(Saved data entries)
* * * * * * * * *

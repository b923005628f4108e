use std::sync::Arc;
use std::sync::atomic::{AtomicBool, Ordering};

use serde::Serialize;
use tracing::{info, warn};

use crate::assess::{Assessment, MaterialRequirement, Settings, assess};
use crate::error::{ReconcileError, StoreError};
use crate::notice::{Notice, NoticeSink};
use crate::store::{InventoryStore, Ledger};
use crate::types::{
    Allocation, CuttingPlan, MaterialKind, OrderId, OrderStatus, SheetId, ShortageRecord, StockDraw,
    SupplyStage,
};

#[derive(Debug, Clone, Copy, PartialEq, Eq, Serialize)]
#[serde(rename_all = "snake_case")]
pub enum Decision {
    Ready,
    PartiallyResolved,
    AwaitingSupply,
}

impl Decision {
    /// The decision an already reconciled status stands for.
    pub fn for_status(status: OrderStatus) -> Option<Self> {
        match status {
            OrderStatus::Processing => None,
            OrderStatus::Ready => Some(Decision::Ready),
            OrderStatus::PartiallyResolved => Some(Decision::PartiallyResolved),
            OrderStatus::AwaitingSupply(_) => Some(Decision::AwaitingSupply),
        }
    }

    fn status(self) -> OrderStatus {
        match self {
            Decision::Ready => OrderStatus::Ready,
            Decision::PartiallyResolved => OrderStatus::PartiallyResolved,
            Decision::AwaitingSupply => OrderStatus::AwaitingSupply(SupplyStage::Unconfirmed),
        }
    }
}

/// Lets the caller abandon a pass. Only honoured before the pass writes.
#[derive(Debug, Clone, Default)]
pub struct CancelToken(Arc<AtomicBool>);

impl CancelToken {
    pub fn new() -> Self {
        Self::default()
    }

    pub fn cancel(&self) {
        self.0.store(true, Ordering::SeqCst);
    }

    pub fn is_cancelled(&self) -> bool {
        self.0.load(Ordering::SeqCst)
    }
}

#[derive(Debug, Clone, PartialEq, Eq, Serialize)]
pub struct Reconciliation {
    pub order: OrderId,
    pub decision: Decision,
    pub status: OrderStatus,
    /// False when the order had already been reconciled and nothing was written.
    pub changed: bool,
    pub plans: Vec<CuttingPlan>,
    pub requirements: Vec<MaterialRequirement>,
    pub shortages: Vec<ShortageRecord>,
    pub transfers: Vec<Allocation>,
    /// Available stock the plans and hardware needs took.
    pub drawn: Vec<StockDraw>,
}

impl Reconciliation {
    fn unchanged(order: OrderId, status: OrderStatus, decision: Decision) -> Self {
        Self {
            order,
            decision,
            status,
            changed: false,
            plans: Vec::new(),
            requirements: Vec::new(),
            shortages: Vec::new(),
            transfers: Vec::new(),
            drawn: Vec::new(),
        }
    }

    fn notice(&self) -> Notice {
        match self.decision {
            Decision::Ready => Notice::MaterialsAvailable { order: self.order },
            Decision::PartiallyResolved => Notice::TransferredFromRemainder {
                order: self.order,
                transfers: self.transfers.clone(),
            },
            Decision::AwaitingSupply => Notice::ShortageRequiresSupply {
                order: self.order,
                shortages: self.shortages.clone(),
            },
        }
    }
}

/// Decides an order's next status from what stock can cover, moving
/// remainder stock to the order when that closes every shortage.
#[derive(Debug, Clone, Default)]
pub struct InventoryReconciler {
    settings: Settings,
}

impl InventoryReconciler {
    pub fn new(settings: Settings) -> Self {
        Self { settings }
    }

    pub fn reconcile<S: InventoryStore>(
        &self,
        store: &mut S,
        order: OrderId,
        sink: &mut dyn NoticeSink,
    ) -> Result<Reconciliation, ReconcileError> {
        self.reconcile_with(store, order, &CancelToken::new(), sink)
    }

    /// Runs one reconciliation pass as a single transaction: the transfers
    /// and the status change commit together or not at all.
    pub fn reconcile_with<S: InventoryStore>(
        &self,
        store: &mut S,
        order: OrderId,
        cancel: &CancelToken,
        sink: &mut dyn NoticeSink,
    ) -> Result<Reconciliation, ReconcileError> {
        let outcome = store.transaction(|ledger| self.pass(ledger, order, cancel));
        match outcome {
            Ok(rec) => {
                info!(
                    order,
                    decision = ?rec.decision,
                    changed = rec.changed,
                    sheets = rec.plans.len(),
                    shortages = rec.shortages.len(),
                    transfers = rec.transfers.len(),
                    "reconciliation pass finished"
                );
                if rec.changed {
                    sink.notify(rec.notice());
                }
                Ok(rec)
            }
            Err(err) => {
                warn!(order, kind = ?err.kind(), error = %err, "reconciliation pass aborted");
                Err(err)
            }
        }
    }

    fn pass(
        &self,
        ledger: &mut dyn Ledger,
        order: OrderId,
        cancel: &CancelToken,
    ) -> Result<Reconciliation, ReconcileError> {
        let status = ledger.order_status(order)?;
        match status {
            OrderStatus::Processing | OrderStatus::AwaitingSupply(SupplyStage::Unconfirmed) => {}
            settled => {
                if let Some(decision) = Decision::for_status(settled) {
                    return Ok(Reconciliation::unchanged(order, settled, decision));
                }
            }
        }

        let assessment = assess(ledger, order, &self.settings)?;
        let shortages = assessment.shortages();

        let decision = if shortages.is_empty() {
            Decision::Ready
        } else if remainder_covers(ledger, &shortages)? {
            Decision::PartiallyResolved
        } else {
            Decision::AwaitingSupply
        };

        if cancel.is_cancelled() {
            return Err(ReconcileError::Cancelled(order));
        }

        let transfers = match decision {
            Decision::PartiallyResolved => transfer_remainders(ledger, order, &shortages)?,
            _ => Vec::new(),
        };
        let drawn = match decision {
            Decision::Ready | Decision::PartiallyResolved => draw_stock(ledger, &assessment)?,
            Decision::AwaitingSupply => Vec::new(),
        };
        let next = decision.status();
        ledger.set_order_status(order, next)?;

        Ok(Reconciliation {
            order,
            decision,
            status: next,
            changed: true,
            plans: assessment.plans,
            requirements: assessment.requirements,
            shortages,
            transfers,
            drawn,
        })
    }
}

/// True if every shortage fits in the summed remainder of its material.
fn remainder_covers(
    ledger: &dyn Ledger,
    shortages: &[ShortageRecord],
) -> Result<bool, ReconcileError> {
    for shortage in shortages {
        let total = ledger
            .sheets(&shortage.material)?
            .iter()
            .fold(0u64, |acc, s| acc + s.remainder as u64);
        if total < shortage.missing as u64 {
            return Ok(false);
        }
    }
    Ok(true)
}

/// First-fit by sheet id: drains remainders until each shortage is covered.
fn transfer_remainders(
    ledger: &mut dyn Ledger,
    order: OrderId,
    shortages: &[ShortageRecord],
) -> Result<Vec<Allocation>, ReconcileError> {
    let mut transfers = Vec::new();
    for shortage in shortages {
        let mut needed = shortage.missing;
        for sheet in ledger.sheets(&shortage.material)? {
            if needed == 0 {
                break;
            }
            if sheet.remainder == 0 {
                continue;
            }
            let qty = sheet.remainder.min(needed);
            ledger.take_remainder(sheet.id, qty)?;
            let allocation = Allocation {
                order,
                material: shortage.material.clone(),
                sheet_id: sheet.id,
                qty,
            };
            ledger.record_allocation(&allocation)?;
            transfers.push(allocation);
            needed -= qty;
        }
        if needed > 0 {
            return Err(StoreError::StockShort {
                material: shortage.material.clone(),
                stock: "remainder",
                missing: needed,
            }
            .into());
        }
    }
    Ok(transfers)
}

/// Takes every planned sheet from its catalog entry, then the hardware units
/// available stock covers, first-fit by sheet id.
fn draw_stock(
    ledger: &mut dyn Ledger,
    assessment: &Assessment,
) -> Result<Vec<StockDraw>, ReconcileError> {
    let mut drawn: Vec<StockDraw> = Vec::new();
    for plan in &assessment.plans {
        push_draw(&mut drawn, &plan.material, plan.sheet_id, 1);
    }
    for draw in &drawn {
        ledger.take_available(draw.sheet_id, draw.qty)?;
    }

    for need in assessment
        .requirements
        .iter()
        .filter(|r| r.kind == MaterialKind::Hardware)
    {
        let mut left = need.required.saturating_sub(need.missing);
        for sheet in ledger.sheets(&need.material)? {
            if left == 0 {
                break;
            }
            let qty = sheet.available.min(left);
            if qty == 0 {
                continue;
            }
            ledger.take_available(sheet.id, qty)?;
            push_draw(&mut drawn, &need.material, sheet.id, qty);
            left -= qty;
        }
        if left > 0 {
            return Err(StoreError::StockShort {
                material: need.material.clone(),
                stock: "available",
                missing: left,
            }
            .into());
        }
    }
    Ok(drawn)
}

fn push_draw(drawn: &mut Vec<StockDraw>, material: &str, sheet_id: SheetId, qty: u32) {
    match drawn.iter_mut().find(|d| d.sheet_id == sheet_id) {
        Some(draw) => draw.qty += qty,
        None => drawn.push(StockDraw {
            material: material.to_string(),
            sheet_id,
            qty,
        }),
    }
}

* * * * * * * * *

PROBLEM DETAILS: Reproduce every line in the records above that contains the word "warn".

SOLUTION FOR THIS TASK:
use tracing::{info, warn};
                warn!(order, kind = ?err.kind(), error = %err, "reconciliation pass aborted");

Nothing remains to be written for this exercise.